GIVEN RECORDS

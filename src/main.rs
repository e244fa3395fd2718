use anyhow::{bail, Context, Result};
use clap::{Parser, Subcommand};
use std::io::Read;
use tracing::{debug, info};

use cortex_forms::{serialize, Document};

#[derive(Parser)]
#[command(name = "cortex-forms")]
#[command(about = "Resolve links and compute form submissions the way a browser would")]
struct Cli {
    #[command(subcommand)]
    command: Commands,
}

#[derive(Subcommand)]
enum Commands {
    /// Show the fields of a form and the request submitting it would send
    Form {
        /// HTML file path, or '-' for stdin
        input: String,

        /// URI the page was loaded from
        #[arg(short, long)]
        uri: Option<String>,

        /// CSS selector of the form (first form when omitted)
        #[arg(short, long)]
        selector: Option<String>,

        /// Override the form's method
        #[arg(short, long)]
        method: Option<String>,

        /// Assign a field before submitting, as name=value (repeatable)
        #[arg(long = "set", value_name = "NAME=VALUE")]
        assignments: Vec<String>,

        /// Output format: text or json
        #[arg(short, long, default_value = "text")]
        format: String,
    },

    /// List every link of a page with its resolved URI
    Links {
        /// HTML file path, or '-' for stdin
        input: String,

        /// URI the page was loaded from
        #[arg(short, long)]
        uri: Option<String>,

        /// CSS selector narrowing the links (all anchors when omitted)
        #[arg(short, long)]
        selector: Option<String>,

        /// Output format: text or json
        #[arg(short, long, default_value = "text")]
        format: String,
    },
}

fn main() -> Result<()> {
    tracing_subscriber::fmt()
        .with_env_filter(
            tracing_subscriber::EnvFilter::try_from_default_env()
                .unwrap_or_else(|_| tracing_subscriber::EnvFilter::new("info")),
        )
        .with_writer(std::io::stderr)
        .init();

    let cli = Cli::parse();

    match cli.command {
        Commands::Form {
            input,
            uri,
            selector,
            method,
            assignments,
            format,
        } => {
            info!(input = %input, format = %format, "form command");
            run_form(
                &input,
                uri.as_deref(),
                selector.as_deref(),
                method.as_deref(),
                &assignments,
                &format,
            )
        }
        Commands::Links {
            input,
            uri,
            selector,
            format,
        } => {
            info!(input = %input, format = %format, "links command");
            run_links(&input, uri.as_deref(), selector.as_deref(), &format)
        }
    }
}

fn run_form(
    input: &str,
    uri: Option<&str>,
    selector: Option<&str>,
    method: Option<&str>,
    assignments: &[String],
    format: &str,
) -> Result<()> {
    let doc = load(input, uri)?;
    let mut form = doc.form(selector, method)?;

    for assignment in assignments {
        let Some((name, value)) = assignment.split_once('=') else {
            bail!("invalid assignment \"{assignment}\", expected name=value");
        };
        form.set(name, value)
            .with_context(|| format!("failed to set field \"{name}\""))?;
        debug!(name = %name, "assigned field");
    }

    let output = match format {
        "json" => serde_json::to_string_pretty(&form.submission())?,
        _ => serialize::to_compact_text(&form),
    };
    print!("{output}");
    Ok(())
}

fn run_links(input: &str, uri: Option<&str>, selector: Option<&str>, format: &str) -> Result<()> {
    let doc = load(input, uri)?;
    let links = doc.links(selector)?;
    info!(links = links.len(), "resolved links");

    let output = match format {
        "json" => {
            let resolved: Vec<serde_json::Value> = links
                .iter()
                .map(|link| {
                    serde_json::json!({
                        "tag": link.tag(),
                        "text": link.text(),
                        "href": link.raw_uri(),
                        "uri": link.uri(),
                    })
                })
                .collect();
            serde_json::to_string_pretty(&resolved)?
        }
        _ => serialize::links_to_compact_text(&links),
    };
    print!("{output}");
    Ok(())
}

fn load(input: &str, uri: Option<&str>) -> Result<Document> {
    let html = if input == "-" {
        let mut buf = String::new();
        std::io::stdin()
            .read_to_string(&mut buf)
            .context("failed to read stdin")?;
        buf
    } else {
        std::fs::read_to_string(input).with_context(|| format!("failed to read {input}"))?
    };

    debug!(html_len = html.len(), "loaded page");
    Ok(Document::parse(&html, uri)?)
}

AIM OF THE EXERCISE
Print out each record above exactly, with nothing omitted.

RESPONSE BELOW
filename src/main.rs
repository e244fa3395fd2718
use anyhow::{bail, Context, Result};
use clap::{Parser, Subcommand};
use std::io::Read;
use tracing::{debug, info};

use cortex_forms::{serialize, Document};

#[derive(Parser)]
#[command(name = "cortex-forms")]
#[command(about = "Resolve links and compute form submissions the way a browser would")]
struct Cli {
    #[command(subcommand)]
    command: Commands,
}

#[derive(Subcommand)]
enum Commands {
    /// Show the fields of a form and the request submitting it would send
    Form {
        /// HTML file path, or '-' for stdin
        input: String,

        /// URI the page was loaded from
        #[arg(short, long)]
        uri: Option<String>,

        /// CSS selector of the form (first form when omitted)
        #[arg(short, long)]
        selector: Option<String>,

        /// Override the form's method
        #[arg(short, long)]
        method: Option<String>,

        /// Assign a field before submitting, as name=value (repeatable)
        #[arg(long = "set", value_name = "NAME=VALUE")]
        assignments: Vec<String>,

        /// Output format: text or json
        #[arg(short, long, default_value = "text")]
        format: String,
    },

    /// List every link of a page with its resolved URI
    Links {
        /// HTML file path, or '-' for stdin
        input: String,

        /// URI the page was loaded from
        #[arg(short, long)]
        uri: Option<String>,

        /// CSS selector narrowing the links (all anchors when omitted)
        #[arg(short, long)]
        selector: Option<String>,

        /// Output format: text or json
        #[arg(short, long, default_value = "text")]
        format: String,
    },
}

fn main() -> Result<()> {
    tracing_subscriber::fmt()
        .with_env_filter(
            tracing_subscriber::EnvFilter::try_from_default_env()
                .unwrap_or_else(|_| tracing_subscriber::EnvFilter::new("info")),
        )
        .with_writer(std::io::stderr)
        .init();

    let cli = Cli::parse();

    match cli.command {
        Commands::Form {
            input,
            uri,
            selector,
            method,
            assignments,
            format,
        } => {
            info!(input = %input, format = %format, "form command");
            run_form(
                &input,
                uri.as_deref(),
                selector.as_deref(),
                method.as_deref(),
                &assignments,
                &format,
            )
        }
        Commands::Links {
            input,
            uri,
            selector,
            format,
        } => {
            info!(input = %input, format = %format, "links command");
            run_links(&input, uri.as_deref(), selector.as_deref(), &format)
        }
    }
}

fn run_form(
    input: &str,
    uri: Option<&str>,
    selector: Option<&str>,
    method: Option<&str>,
    assignments: &[String],
    format: &str,
) -> Result<()> {
    let doc = load(input, uri)?;
    let mut form = doc.form(selector, method)?;

    for assignment in assignments {
        let Some((name, value)) = assignment.split_once('=') else {
            bail!("invalid assignment \"{assignment}\", expected name=value");
        };
        form.set(name, value)
            .with_context(|| format!("failed to set field \"{name}\""))?;
        debug!(name = %name, "assigned field");
    }

    let output = match format {
        "json" => serde_json::to_string_pretty(&form.submission())?,
        _ => serialize::to_compact_text(&form),
    };
    print!("{output}");
    Ok(())
}

fn run_links(input: &str, uri: Option<&str>, selector: Option<&str>, format: &str) -> Result<()> {
    let doc = load(input, uri)?;
    let links = doc.links(selector)?;
    info!(links = links.len(), "resolved links");

    let output = match format {
        "json" => {
            let resolved: Vec<serde_json::Value> = links
                .iter()
                .map(|link| {
                    serde_json::json!({
                        "tag": link.tag(),
                        "text": link.text(),
                        "href": link.raw_uri(),
                        "uri": link.uri(),
                    })
                })
                .collect();
            serde_json::to_string_pretty(&resolved)?
        }
        _ => serialize::links_to_compact_text(&links),
    };
    print!("{output}");
    Ok(())
}

fn load(input: &str, uri: Option<&str>) -> Result<Document> {
    let html = if input == "-" {
        let mut buf = String::new();
        std::io::stdin()
            .read_to_string(&mut buf)
            .context("failed to read stdin")?;
        buf
    } else {
        std::fs::read_to_string(input).with_context(|| format!("failed to read {input}"))?
    };

    debug!(html_len = html.len(), "loaded page");
    Ok(Document::parse(&html, uri)?)
}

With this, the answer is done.